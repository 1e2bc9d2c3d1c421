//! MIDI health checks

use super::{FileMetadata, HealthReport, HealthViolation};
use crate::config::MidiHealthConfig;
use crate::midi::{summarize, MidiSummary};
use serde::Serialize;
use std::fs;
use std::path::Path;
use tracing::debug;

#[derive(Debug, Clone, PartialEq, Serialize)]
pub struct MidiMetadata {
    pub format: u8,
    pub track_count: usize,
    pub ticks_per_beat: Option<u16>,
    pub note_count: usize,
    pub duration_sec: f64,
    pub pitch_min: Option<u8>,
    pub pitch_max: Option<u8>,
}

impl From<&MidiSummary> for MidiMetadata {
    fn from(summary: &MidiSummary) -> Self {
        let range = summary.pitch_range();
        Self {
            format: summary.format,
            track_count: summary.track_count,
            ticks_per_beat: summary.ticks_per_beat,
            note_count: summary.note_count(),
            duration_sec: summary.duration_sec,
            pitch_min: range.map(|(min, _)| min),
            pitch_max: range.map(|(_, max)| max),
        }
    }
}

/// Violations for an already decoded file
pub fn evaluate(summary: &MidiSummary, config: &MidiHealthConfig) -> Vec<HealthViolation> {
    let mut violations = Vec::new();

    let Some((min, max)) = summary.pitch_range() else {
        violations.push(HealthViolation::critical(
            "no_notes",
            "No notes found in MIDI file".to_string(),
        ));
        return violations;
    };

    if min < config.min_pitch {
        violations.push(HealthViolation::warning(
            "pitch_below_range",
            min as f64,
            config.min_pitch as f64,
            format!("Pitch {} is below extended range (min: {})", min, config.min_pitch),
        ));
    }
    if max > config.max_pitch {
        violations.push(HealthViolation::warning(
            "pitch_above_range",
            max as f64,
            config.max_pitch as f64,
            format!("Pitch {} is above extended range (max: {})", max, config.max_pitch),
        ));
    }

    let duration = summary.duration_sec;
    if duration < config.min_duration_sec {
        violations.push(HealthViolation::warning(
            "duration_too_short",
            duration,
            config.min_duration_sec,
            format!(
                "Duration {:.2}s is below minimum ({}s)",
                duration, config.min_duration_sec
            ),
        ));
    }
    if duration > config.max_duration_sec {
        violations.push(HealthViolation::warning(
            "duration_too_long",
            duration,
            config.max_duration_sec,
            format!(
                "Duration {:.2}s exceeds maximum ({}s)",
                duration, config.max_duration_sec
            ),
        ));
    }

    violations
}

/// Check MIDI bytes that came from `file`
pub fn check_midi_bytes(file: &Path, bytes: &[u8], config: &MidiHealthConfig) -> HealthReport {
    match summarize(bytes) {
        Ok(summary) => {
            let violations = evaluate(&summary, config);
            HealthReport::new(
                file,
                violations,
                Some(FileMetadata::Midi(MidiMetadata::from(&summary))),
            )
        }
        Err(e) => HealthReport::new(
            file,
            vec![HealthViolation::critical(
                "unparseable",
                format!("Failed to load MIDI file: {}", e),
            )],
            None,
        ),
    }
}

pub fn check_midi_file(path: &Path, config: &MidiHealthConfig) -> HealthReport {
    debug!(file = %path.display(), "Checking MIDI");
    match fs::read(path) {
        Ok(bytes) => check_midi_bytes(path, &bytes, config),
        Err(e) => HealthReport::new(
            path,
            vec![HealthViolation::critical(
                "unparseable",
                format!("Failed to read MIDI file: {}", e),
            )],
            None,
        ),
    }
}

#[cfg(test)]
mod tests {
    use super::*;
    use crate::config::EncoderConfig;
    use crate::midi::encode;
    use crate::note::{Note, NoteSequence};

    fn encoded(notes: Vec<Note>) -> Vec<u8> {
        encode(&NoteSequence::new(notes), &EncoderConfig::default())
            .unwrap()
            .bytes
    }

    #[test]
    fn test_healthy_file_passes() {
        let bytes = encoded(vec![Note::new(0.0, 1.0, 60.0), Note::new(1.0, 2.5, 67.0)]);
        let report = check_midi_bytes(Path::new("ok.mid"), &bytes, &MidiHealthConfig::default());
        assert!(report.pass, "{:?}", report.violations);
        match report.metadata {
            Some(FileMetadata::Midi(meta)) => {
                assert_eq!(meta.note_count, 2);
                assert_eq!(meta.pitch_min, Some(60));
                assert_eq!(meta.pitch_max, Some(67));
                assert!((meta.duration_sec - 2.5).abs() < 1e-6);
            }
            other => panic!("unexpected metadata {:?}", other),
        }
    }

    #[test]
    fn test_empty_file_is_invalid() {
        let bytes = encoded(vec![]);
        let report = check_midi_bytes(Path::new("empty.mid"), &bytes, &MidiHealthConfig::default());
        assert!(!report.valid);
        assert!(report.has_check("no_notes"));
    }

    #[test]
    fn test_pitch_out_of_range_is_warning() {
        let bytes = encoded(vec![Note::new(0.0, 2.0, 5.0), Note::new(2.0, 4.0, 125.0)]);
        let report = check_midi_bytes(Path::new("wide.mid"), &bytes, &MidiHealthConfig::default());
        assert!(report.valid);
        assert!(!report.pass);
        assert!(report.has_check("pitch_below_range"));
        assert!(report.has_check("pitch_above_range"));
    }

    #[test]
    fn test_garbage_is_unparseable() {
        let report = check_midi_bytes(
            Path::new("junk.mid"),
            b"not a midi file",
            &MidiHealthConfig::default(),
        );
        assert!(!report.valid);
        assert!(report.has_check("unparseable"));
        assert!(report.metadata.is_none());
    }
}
--------------------------------
### WHAT TO WORK ON
Please, from the material above, copy only the lines from the line with "is below minimum" up to and including the line with "let violations = evaluate(&summary, config);", exactly as written.

### YOUR RESPONSE
                "Duration {:.2}s is below minimum ({}s)",
                duration, config.min_duration_sec
            ),
        ));
    }
    if duration > config.max_duration_sec {
        violations.push(HealthViolation::warning(
            "duration_too_long",
            duration,
            config.max_duration_sec,
            format!(
                "Duration {:.2}s exceeds maximum ({}s)",
                duration, config.max_duration_sec
            ),
        ));
    }

    violations
}

/// Check MIDI bytes that came from `file`
pub fn check_midi_bytes(file: &Path, bytes: &[u8], config: &MidiHealthConfig) -> HealthReport {
    match summarize(bytes) {
        Ok(summary) => {
            let violations = evaluate(&summary, config);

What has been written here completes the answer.